Less than two months after scoring what analysts deemed a "best-case" FDA approval for its cardiomyopathy drug Attruby, California’s BridgeBio is stepping into the spotlight of the J.P. Morgan Healthcare Conference to tout just how quickly its potential blockbuster is catching on.
Since the drug’s Nov. 22 green light—and formal market debut on Dec. 11—248 separate healthcare providers have written some 430 Attruby prescriptions, BridgeBio said in a release Monday. The company hailed the milestone as “remarkable” and noted Attruby has enjoyed “broad uptake” across both academic centers and community centers in “all patient types.”
Attruby, also known as acoramidis, was approved in late November to treat the rare heart disease transthyretin amyloid cardiomyopathy (ATTR-CM). The drug, which carries blockbuster sales hopes, is now competing directly with Pfizer’s entrenched cardiomyopathy med Vyndaqel.
While Pfizer’s Vyndaqel franchise is already a powerhouse in the cardiomyopathy space, Attruby is equipped with an advantageous label highlighting the pill’s ability to reduce the risk of both death and hospitalization. Late last year, analysts from Evercore ISI and Mizuho Securities hailed the label a “best-case” outcome for BridgeBio, insofar as it is near identical to Vyndaqel’s.
BridgeBio is “grateful” for the enthusiasm it’s already seeing around Attruby’s launch, the company’s CEO and founder, Neil Kumar, Ph.D., said in a statement.
Analysts were quick to get on board with the excitement around Attruby’s uptake, too. Cory Kasimov’s team at Evercore wrote in a Monday note to clients that it was “highly encouraged” by the early commercial traction for BridgeBio’s drug, while Mizuho’s Salim Syed called Attruby’s debut a “launch to own.”
The Evercore team noted that the prescription numbers BridgeBio reported don’t account for patients who were enrolled in Attruby clinical trials, who will indefinitely receive the drug for free.
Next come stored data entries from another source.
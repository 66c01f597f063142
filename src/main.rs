use std::sync::Arc;

use axum::http::Method;
use axum::{Router, routing::get};
use clap::Parser;
use redaktion::assets::serve_embedded;
use redaktion::config::{Cli, Config, default_config_path};
use redaktion::github::GithubClient;
use redaktion::handler::{AppState, healthcheck};
use redaktion::{articles, media, posts};
use tokio::signal;
use tower_http::cors::{Any, CorsLayer};
use tracing;

#[tokio::main]
async fn main() {
    let args = Cli::parse();

    let config_path = match args.config_path {
        Some(path) => std::path::PathBuf::from(path),
        None => default_config_path(),
    };

    tracing_subscriber::fmt().json().init();
    tracing::info!("redaktion.svc starting");

    let cfg = Config::new(config_path.to_str().unwrap()).unwrap_or_else(|e| {
        tracing::error!(error = %e, path = ?config_path, "failed to load config file");
        std::process::exit(1);
    });
    let cfg = Arc::new(cfg);

    let github = Arc::new(GithubClient::new(&cfg.github).unwrap_or_else(|e| {
        tracing::error!(error = %e, "failed to build github client");
        std::process::exit(1);
    }));

    // Fail fast on a bad token or repo instead of on the first edit.
    if let Err(e) = github.ping().await {
        tracing::error!(error = %e, "github repository is not reachable");
        std::process::exit(1);
    }

    let address = format!("0.0.0.0:{}", cfg.app.get_port());

    let cors = CorsLayer::new()
        .allow_origin(Any)
        .allow_methods([Method::GET, Method::POST, Method::PUT, Method::DELETE])
        .allow_headers(Any);

    let app = Router::new()
        .route("/", get(healthcheck))
        .nest("/articles", articles::routes())
        .nest("/posts", posts::routes())
        .nest(
            "/media",
            media::routes().layer(axum::extract::DefaultBodyLimit::max(media::body_limit(
                cfg.upload.max_size_bytes,
            ))),
        )
        .fallback(serve_embedded)
        .layer(cors)
        .with_state(AppState { github, cfg });

    let listener = tokio::net::TcpListener::bind(&address).await.unwrap_or_else(|e| {
        tracing::error!(error = %e, "failed to setup tcp listener");
        std::process::exit(1);
    });

    tracing::info!("redaktion.svc running on {}", &address);
    tokio::select! {
        result = axum::serve(listener, app) => {
            if let Err(err) = result {
                tracing::error!(error = %err, "server stopped unexpectedly");
                std::process::exit(1);
            }
        }
        _ = signal::ctrl_c() => {
            tracing::info!("ctrl+c signal received, shutting down");
        }
    }

    tracing::info!("redaktion.svc going off, graceful shutdown complete");
}
use std::sync::Arc;

use axum::{Json, response::IntoResponse};
use tracing::info;

use crate::config::Config;
use crate::github::GithubClient;

#[derive(Clone)]
pub struct AppState {
    pub github: Arc<GithubClient>,
    pub cfg: Arc<Config>,
}

pub async fn healthcheck() -> impl IntoResponse {
    info!("got healthcheck request");
    Json(serde_json::json!({ "status": "ok" }))
}
use axum::{
    Json,
    http::StatusCode,
    response::{IntoResponse, Response},
};
use serde::{Deserialize, Serialize};

use crate::error::{ContentError, GithubError};

#[derive(Debug, Deserialize)]
pub struct PaginationParams {
    pub limit: Option<usize>,
    pub offset: Option<usize>,
}

pub const DEFAULT_LIMIT: usize = 50;
pub const MAX_LIMIT: usize = 100;

impl PaginationParams {
    pub fn limit(&self) -> usize {
        self.limit.unwrap_or(DEFAULT_LIMIT).min(MAX_LIMIT)
    }

    pub fn offset(&self) -> usize {
        self.offset.unwrap_or(0)
    }
}

#[derive(Debug, Serialize)]
pub struct ApiResponse<T> {
    pub data: T,
}

#[derive(Debug, Serialize)]
pub struct ErrorResponse {
    pub error: String,
    #[serde(skip_serializing_if = "Vec::is_empty")]
    pub details: Vec<String>,
}

pub fn success<T: Serialize>(data: T) -> Response {
    (StatusCode::OK, Json(ApiResponse { data })).into_response()
}

pub fn created<T: Serialize>(data: T) -> Response {
    (StatusCode::CREATED, Json(ApiResponse { data })).into_response()
}

pub fn no_content() -> Response {
    StatusCode::NO_CONTENT.into_response()
}

fn error(status: StatusCode, msg: &str, details: Vec<String>) -> Response {
    (
        status,
        Json(ErrorResponse {
            error: msg.to_string(),
            details,
        }),
    )
        .into_response()
}

pub fn not_found(msg: &str) -> Response {
    error(StatusCode::NOT_FOUND, msg, vec![])
}

pub fn bad_request(msg: &str) -> Response {
    error(StatusCode::BAD_REQUEST, msg, vec![])
}

pub fn conflict(msg: &str) -> Response {
    error(StatusCode::CONFLICT, msg, vec![])
}

pub fn unprocessable(msg: &str, details: Vec<String>) -> Response {
    error(StatusCode::UNPROCESSABLE_ENTITY, msg, details)
}

pub fn internal_error(msg: &str) -> Response {
    error(StatusCode::INTERNAL_SERVER_ERROR, msg, vec![])
}

pub fn bad_gateway(msg: &str) -> Response {
    error(StatusCode::BAD_GATEWAY, msg, vec![])
}

/// Maps a content-layer error onto an HTTP response. Handlers pass a short
/// operation label so logs say what was being attempted.
pub fn error_response(op: &str, err: ContentError) -> Response {
    match err {
        ContentError::NotFound(what) => not_found(&format!("{} not found", what)),
        ContentError::SlugTaken(slug) => conflict(&format!("slug '{}' already exists", slug)),
        ContentError::Validation(details) => unprocessable("validation failed", details),
        ContentError::Frontmatter(e) => {
            tracing::error!("{} failed, bad frontmatter: {}", op, e);
            internal_error("stored document has malformed frontmatter")
        }
        ContentError::Github(GithubError::ShaConflict(path)) => {
            conflict(&format!("{} changed upstream, refresh and retry", path))
        }
        ContentError::Github(GithubError::Unauthorized) => {
            tracing::error!("{} failed, github rejected the token", op);
            bad_gateway("github authentication failed")
        }
        ContentError::Github(GithubError::RateLimited) => {
            tracing::warn!("{} failed, github rate limit exhausted", op);
            bad_gateway("github rate limit exhausted")
        }
        ContentError::Github(e) => {
            tracing::error!("{} failed, github error: {}", op, crate::unpack_error(&e));
            bad_gateway("github request failed")
        }
    }
}
//! HTTP handlers for the article API.

use axum::{
    Json,
    extract::{Path, Query, State},
    response::Response,
};

use super::{ArticleStatus, Articles, CreateArticle, UpdateArticle};
use crate::api::{self, PaginationParams};
use crate::handler::AppState;

fn store(state: &AppState) -> Articles<'_> {
    Articles::new(&state.github, &state.cfg.github.articles_dir)
}

pub async fn list_articles(
    State(state): State<AppState>,
    Query(params): Query<PaginationParams>,
) -> Response {
    match store(&state).list().await {
        Ok(summaries) => {
            let page: Vec<_> = summaries
                .into_iter()
                .skip(params.offset())
                .take(params.limit())
                .collect();
            api::success(page)
        }
        Err(e) => api::error_response("list articles", e),
    }
}

pub async fn get_article(State(state): State<AppState>, Path(slug): Path<String>) -> Response {
    match store(&state).get(&slug).await {
        Ok(article) => api::success(article),
        Err(e) => api::error_response("get article", e),
    }
}

pub async fn create_article(
    State(state): State<AppState>,
    Json(payload): Json<CreateArticle>,
) -> Response {
    match store(&state).create(payload).await {
        Ok(article) => {
            tracing::info!("created article '{}'", article.slug);
            api::created(article)
        }
        Err(e) => api::error_response("create article", e),
    }
}

pub async fn update_article(
    State(state): State<AppState>,
    Path(slug): Path<String>,
    Json(payload): Json<UpdateArticle>,
) -> Response {
    match store(&state).update(&slug, payload).await {
        Ok(article) => api::success(article),
        Err(e) => api::error_response("update article", e),
    }
}

pub async fn delete_article(State(state): State<AppState>, Path(slug): Path<String>) -> Response {
    match store(&state).delete(&slug).await {
        Ok(()) => {
            tracing::info!("deleted article '{}'", slug);
            api::no_content()
        }
        Err(e) => api::error_response("delete article", e),
    }
}

pub async fn publish_article(State(state): State<AppState>, Path(slug): Path<String>) -> Response {
    match store(&state).set_status(&slug, ArticleStatus::Published).await {
        Ok(article) => {
            tracing::info!("published article '{}'", slug);
            api::success(article)
        }
        Err(e) => api::error_response("publish article", e),
    }
}

pub async fn unpublish_article(State(state): State<AppState>, Path(slug): Path<String>) -> Response {
    match store(&state).set_status(&slug, ArticleStatus::Draft).await {
        Ok(article) => {
            tracing::info!("unpublished article '{}'", slug);
            api::success(article)
        }
        Err(e) => api::error_response("unpublish article", e),
    }
}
Breaking the numbers down further, the analysts said it remains unclear how many of those Attruby prescriptions come from patients new to treatment and those switching over from Vyndaqel, citing discussions with BridgeBio management. The Evercore team also caveated that the 28-day free trial program BridgeBio is offering to new patients could lead to “erroneous” prescription-to-sales translation during the early days of the med’s launch.
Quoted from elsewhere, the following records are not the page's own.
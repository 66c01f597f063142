//! HTTP handlers for the media library.

use axum::{
    extract::{Multipart, Path, Query, State},
    response::Response,
};

use super::MediaLibrary;
use crate::api::{self, PaginationParams};
use crate::handler::AppState;

fn library(state: &AppState) -> MediaLibrary<'_> {
    MediaLibrary::new(
        &state.github,
        &state.cfg.github,
        state.cfg.upload.max_size_bytes,
    )
}

pub async fn list_media(
    State(state): State<AppState>,
    Query(params): Query<PaginationParams>,
) -> Response {
    match library(&state).list().await {
        Ok(items) => {
            let page: Vec<_> = items
                .into_iter()
                .skip(params.offset())
                .take(params.limit())
                .collect();
            api::success(page)
        }
        Err(e) => api::error_response("list media", e),
    }
}

pub async fn upload_media(State(state): State<AppState>, mut multipart: Multipart) -> Response {
    let lib = library(&state);
    let mut uploaded = Vec::new();

    loop {
        let field = match multipart.next_field().await {
            Ok(Some(field)) => field,
            Ok(None) => break,
            Err(e) => {
                tracing::error!("malformed multipart stream: {}", e);
                return api::bad_request("malformed multipart body");
            }
        };
        if field.file_name().is_none() {
            continue;
        }
        let file_name = field.file_name().unwrap_or("unknown").to_string();
        let content_type = field.content_type().unwrap_or_default().to_string();
        let data = match field.bytes().await {
            Ok(bytes) => bytes,
            Err(e) => {
                tracing::error!("failed to read multipart field '{}': {}", file_name, e);
                return api::bad_request("failed to read uploaded file");
            }
        };

        tracing::info!("processing upload '{}' ({} bytes)", file_name, data.len());
        match lib.upload(&file_name, &content_type, &data).await {
            Ok(item) => uploaded.push(item),
            Err(e) => return api::error_response("upload media", e),
        }
    }

    if uploaded.is_empty() {
        return api::bad_request("no file field in multipart body");
    }
    api::created(uploaded)
}

pub async fn delete_media(State(state): State<AppState>, Path(name): Path<String>) -> Response {
    match library(&state).delete(&name).await {
        Ok(()) => {
            tracing::info!("deleted media '{}'", name);
            api::no_content()
        }
        Err(e) => api::error_response("delete media", e),
    }
}
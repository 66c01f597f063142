//! Media library: image uploads stored under `{media_dir}/` in the backing
//! repository, keyed by a content-hash prefix for dedup.

mod handler;
mod lib;
mod routes;

pub use lib::*;
pub use routes::routes;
Syed’s team at Mizuho, for its part, noted that Bloomberg’s $80 million sales consensus for Attruby in 2025 is “likely light,” adding that they “expect this number to increase.”
In another potential boon for BridgeBio’s drug, the initial patient numbers seem to point to “fairly deep penetration” into new patient populations, plus “some capture of the [Vyndaqel] switch market,” the Mizuho analysts said.
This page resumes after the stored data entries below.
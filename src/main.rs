use anyhow::{Context, Result};
use oplloader::{fetch, filter, sink};
use reqwest::Client;
use sqlx::postgres::PgPoolOptions;
use tracing::{info, warn};
use tracing_subscriber::{fmt, EnvFilter};

const DATA_URL: &str =
    "https://openpowerlifting.gitlab.io/opl-csv/files/openpowerlifting-latest.zip";
const THRESHOLD_COLUMN: &str = "TotalKg";
const THRESHOLD_KG: f64 = 1000.0;
const TABLE_NAME: &str = "raw_openpowerlifting";

#[tokio::main]
async fn main() -> Result<()> {
    // ─── 1) init logging ─────────────────────────────────────────────
    let env = EnvFilter::try_from_default_env().unwrap_or_else(|_| EnvFilter::new("info"));
    fmt::Subscriber::builder()
        .with_env_filter(env)
        .with_span_events(fmt::format::FmtSpan::CLOSE)
        .init();
    info!("startup");

    // ─── 2) fetch the archive ────────────────────────────────────────
    let client = Client::new();
    info!("fetching dataset from {}", DATA_URL);
    let archive = fetch::download_archive(&client, DATA_URL).await?;

    let (member, csv_bytes) = fetch::extract_csv_member(&archive)?;
    info!(member = %member, "found tabular member");

    // ─── 3) filter rows ──────────────────────────────────────────────
    // The uncompressed dataset is large; keep the pass off the async workers.
    let (table, report) = tokio::task::spawn_blocking(move || {
        filter::filter_csv(csv_bytes.as_slice(), THRESHOLD_COLUMN, THRESHOLD_KG)
    })
    .await??;
    info!(
        seen = report.rows_seen,
        kept = report.rows_kept,
        "filtering done"
    );

    // ─── 4) relational sink ──────────────────────────────────────────
    let db_url = std::env::var("DATABASE_URL").context("DATABASE_URL must be set")?;
    let pool = PgPoolOptions::new()
        .max_connections(2)
        .connect(&db_url)
        .await
        .context("connecting to Postgres")?;
    let loaded = sink::postgres::replace_table(&pool, TABLE_NAME, &table).await?;
    info!(rows = loaded, "relational load complete");

    // ─── 5) optional spreadsheet sink ────────────────────────────────
    match sink::sheets::SheetsConfig::from_env() {
        Some(cfg) => {
            if let Err(err) = sink::sheets::replace_sheet(&client, &cfg, &table).await {
                warn!("spreadsheet sink failed: {:#}", err);
            }
        }
        None => info!("spreadsheet credential absent; skipping spreadsheet sink"),
    }

    info!("all done");
    Ok(())
}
Attruby’s approval late last year marked the culmination of an impressive comeback story, not just for the drug but for BridgeBio itself.
Back in 2021, BridgeBio saw its share price get wiped out by more than 80% when Attruby missed the mark in an interim report from a phase 3 study in which patients on placebo scored better outcomes than those taking acoramidis on a six-minute walk test.
Undeterred, BridgeBio executed a pair of layoff rounds and retooled its strategy, ultimately delivering impressive data in mid-2023 showing that its drug could keep cardiomyopathy patients alive longer and curb their trips to the hospital.
The Palo Alto-based company isn’t content to rest on its laurels after Attruby’s approval, either.
As part of its Monday progress report, BridgeBio laid out timelines for three separate phase 3 trials that have been “fully- and over-enrolled” since 2024’s fourth quarter, according to the analysts at Evercore.
The company’s glycosylation substrate candidate for limb-girdle muscular dystrophy type 2I/R9—coded BBP-418—is poised for a top-line readout from an interim analysis cohort in the second half of the year, as is encaleret, a calcium-sensing receptor antagonist for autosomal dominant hypocalcemia type 1.
As for infigratinib, BridgeBio's FGFR1-3 inhibitor for achondroplasia and hypochondroplasia, that drug’s phase 3 trial is expecting to log its last participant visit around the same time as the other trials’ projected top-line readouts.
BridgeBio also expects to clinch green lights for Attruby in the EU and Japan within the first half of 2025.